Adjunctive Anti-seizure Medication (ASM) Real World Evidence (RWE) Study

A 12-month, Prospective, Observational Study in Adult Patients With Focal Onset Seizures Who Are Treated With Adjunctive ASM in Real World Setting

The purpose of this study is to describe the effectiveness of the adjunctive ASM treatment on the clinical response, safety profile and quality of life of patients affected by focal onset seizures in a real-world setting.

Study Overview

• Status: Active, not recruiting
• Conditions: Epilepsy
• Intervention / Treatment: Other: ASM as adjunctive therapy

Detailed Description

The aim of the study is to assess the effectiveness and safety of adjunctive therapy in a real-world setting of patients affected by focal-onset seizures who are eligible to start the treatment with ASM as adjunctive therapy according to the physician's judgment.

• Study Type: Observational
• Enrollment (Estimated): 300

Contacts and Locations

Study Locations

• Italy
  • Milan, Italy, 20133
    • Fondazione IRCCS Istituto Neurologico "Carlo Besta" U.O. Epilettologia Clinica e Sperimentale - Centro di Medicina del Sonno

Participation Criteria

Eligibility Criteria

• Ages Eligible for Study: Adult; Older Adult
• Accepts Healthy Volunteers: No

• Sampling Method: Probability Sample

Study Population

Adult patients with epilepsy having focal-onset seizures with or without secondary generalization not adequately controlled despite a history of treatment with at least 2 anti-seizure medications and who will meet all the inclusion and none of the exclusion study criteria.
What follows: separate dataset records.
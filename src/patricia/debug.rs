//! Debug utilities for trie troubleshooting.

use std::collections::HashSet;
use std::io::{self, Write};

use super::bits::bit_at;
use super::node::NodeRef;
use super::{PatriciaTrie, SplitPlacement};

impl PatriciaTrie {
    /// Write the tree structure, one node per line, indented by depth.
    pub fn debug_print(&self, out: &mut impl Write) -> io::Result<()> {
        writeln!(out, "=== PATRICIA Debug ===")?;
        writeln!(
            out,
            "Nodes: {}, active: {}, deleted: {}",
            self.node_count, self.active, self.deleted
        )?;
        if self.root.is_null() {
            writeln!(out, "(empty)")?;
        }

        let mut stack: Vec<(NodeRef, usize, &str)> = Vec::new();
        if !self.root.is_null() {
            stack.push((self.root, 0, ""));
        }
        while let Some((r, depth, edge)) = stack.pop() {
            let indent = "  ".repeat(depth);
            if r.is_leaf() {
                let leaf = &self.leaves[r.leaf_idx()];
                let key = String::from_utf8_lossy(self.keys.get(leaf.key));
                let mark = if leaf.deleted { " (deleted)" } else { "" };
                writeln!(out, "{}{}Leaf: {:?}{}", indent, edge, key, mark)?;
            } else {
                let branch = &self.branches[r.branch_idx()];
                writeln!(out, "{}{}Branch (bit={})", indent, edge, branch.bit)?;
                stack.push((branch.children[1], depth + 1, "[1] "));
                stack.push((branch.children[0], depth + 1, "[0] "));
            }
        }
        writeln!(out, "======================")
    }

    /// Verify tree integrity by a full walk - returns list of issues found.
    ///
    /// Recounts leaves, branches and tombstones against the maintained
    /// counters, checks that every leaf agrees with the bit decisions of all
    /// its ancestors, that no key is stored twice, and under
    /// [`SplitPlacement::CritBit`] that bit indexes increase along each path.
    pub fn verify_integrity(&self) -> Vec<String> {
        let mut issues = Vec::new();
        let mut leaves = 0usize;
        let mut branches = 0usize;
        let mut active = 0usize;
        let mut deleted = 0usize;
        let mut seen: HashSet<&[u8]> = HashSet::new();

        // Each entry carries the (bit, direction) decisions taken to reach it.
        let mut stack: Vec<(NodeRef, Vec<(u32, usize)>)> = Vec::new();
        if !self.root.is_null() {
            stack.push((self.root, Vec::new()));
        }

        while let Some((r, path)) = stack.pop() {
            if r.is_null() {
                issues.push(format!("NULL child below path {:?}", path));
                continue;
            }

            if r.is_leaf() {
                let idx = r.leaf_idx();
                if idx >= self.leaves.len() {
                    issues.push(format!("leaf index {} out of bounds", idx));
                    continue;
                }
                leaves += 1;
                let leaf = &self.leaves[idx];
                if leaf.deleted {
                    deleted += 1;
                } else {
                    active += 1;
                }

                let key = self.keys.get(leaf.key);
                if !seen.insert(key) {
                    issues.push(format!("duplicate leaf for key {:?}", key));
                }
                for &(bit, dir) in &path {
                    if bit_at(key, bit as usize) != dir {
                        issues.push(format!(
                            "key {:?} reads {} at bit {} but sits under child {}",
                            key,
                            1 - dir,
                            bit,
                            dir
                        ));
                    }
                }
                continue;
            }

            let idx = r.branch_idx();
            if idx >= self.branches.len() {
                issues.push(format!("branch index {} out of bounds", idx));
                continue;
            }
            branches += 1;
            let branch = &self.branches[idx];
            if self.config.placement == SplitPlacement::CritBit {
                if let Some(&(parent_bit, _)) = path.last() {
                    if branch.bit <= parent_bit {
                        issues.push(format!(
                            "branch bit {} not after parent bit {}",
                            branch.bit, parent_bit
                        ));
                    }
                }
            }
            for dir in [1, 0] {
                let mut child_path = path.clone();
                child_path.push((branch.bit, dir));
                stack.push((branch.children[dir], child_path));
            }
        }

        if leaves + branches != self.node_count {
            issues.push(format!(
                "node_count={} but {} nodes reachable",
                self.node_count,
                leaves + branches
            ));
        }
        if active != self.active {
            issues.push(format!("active={} but {} active leaves", self.active, active));
        }
        if deleted != self.deleted {
            issues.push(format!("deleted={} but {} tombstones", self.deleted, deleted));
        }
        if leaves > 0 && branches != leaves - 1 {
            issues.push(format!("{} branches for {} leaves", branches, leaves));
        }
        issues
    }
}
The patients should be eligible to start a treatment with ASM as adjunctive therapy according to the physician's judgement, that must be clearly separated from the physician's decision to include the patient in the current study. The patients will be prospectively observed up to 12 months after having completed the related titration.

Description

Inclusion Criteria:

• Male and female patients of any ethnic origin ≥18 years old at baseline.
• Patients with diagnosis of focal-onset seizures with or without secondary generalization.
• Patients should have been eligible to start treatment with ASM as adjunctive therapy according to the physician's judgement prior to the inclusion.
• Patients should have clinical history of treatment failure with at least 2 ASMs.
• Patients using their seizure diary as part of their standard of care for at least 3 months prior to -the study entry (diary can be paper or electronic, filled in by patient and/or family members).
• Written informed consent (including data privacy consent) signed by the patient, legal guardian, or legally authorized representative prior to entering the study in accordance with the ICH GCP guidelines

Exclusion Criteria:

• Patients who meet any of the contraindications to the administration of adjunctive ASMs according to their approved SmPC.
• Progressive neurological disease, including degenerative CNS diseases and progressive tumors.
• Patients with unstable psychiatric diagnosis that may confound participants' ability to participate in the study or that may prevent completion of the protocol-specified assessments (e.g., in the judgement of the Investigator, pose an appreciable risk for suicide, including suicidal behavior and ideation within 6 months prior to enrollment, current psychotic disorder, acute mania).
• Evidence of clinically significant disease (e.g., cardiac, respiratory, gastrointestinal, renal disease) that in the opinion of the Investigator could affect the participant's safety or interfere with study assessments.
• Patients with substance abuse or dependence (except for caffeine and nicotine).
• Patients participating in any pharmacological or nonpharmacological interventional study within 30 days prior to baseline.

Study Plan

How is the study designed?

Number of groups / cohorts

1

Cohorts and Interventions

Group / Cohort

Intervention / Treatment

Adult patients with focal-onset seizures starting a treatment with ASM as adjunctive therapy; Adult patients having focal-onset seizures not adequately controlled despite a history of treatment with at least 2 ASM. The patients should be eligible to start a treatment with ASM as adjunctive therapy.The patients will be prospectively observed up to 12 months after having completed the related titration.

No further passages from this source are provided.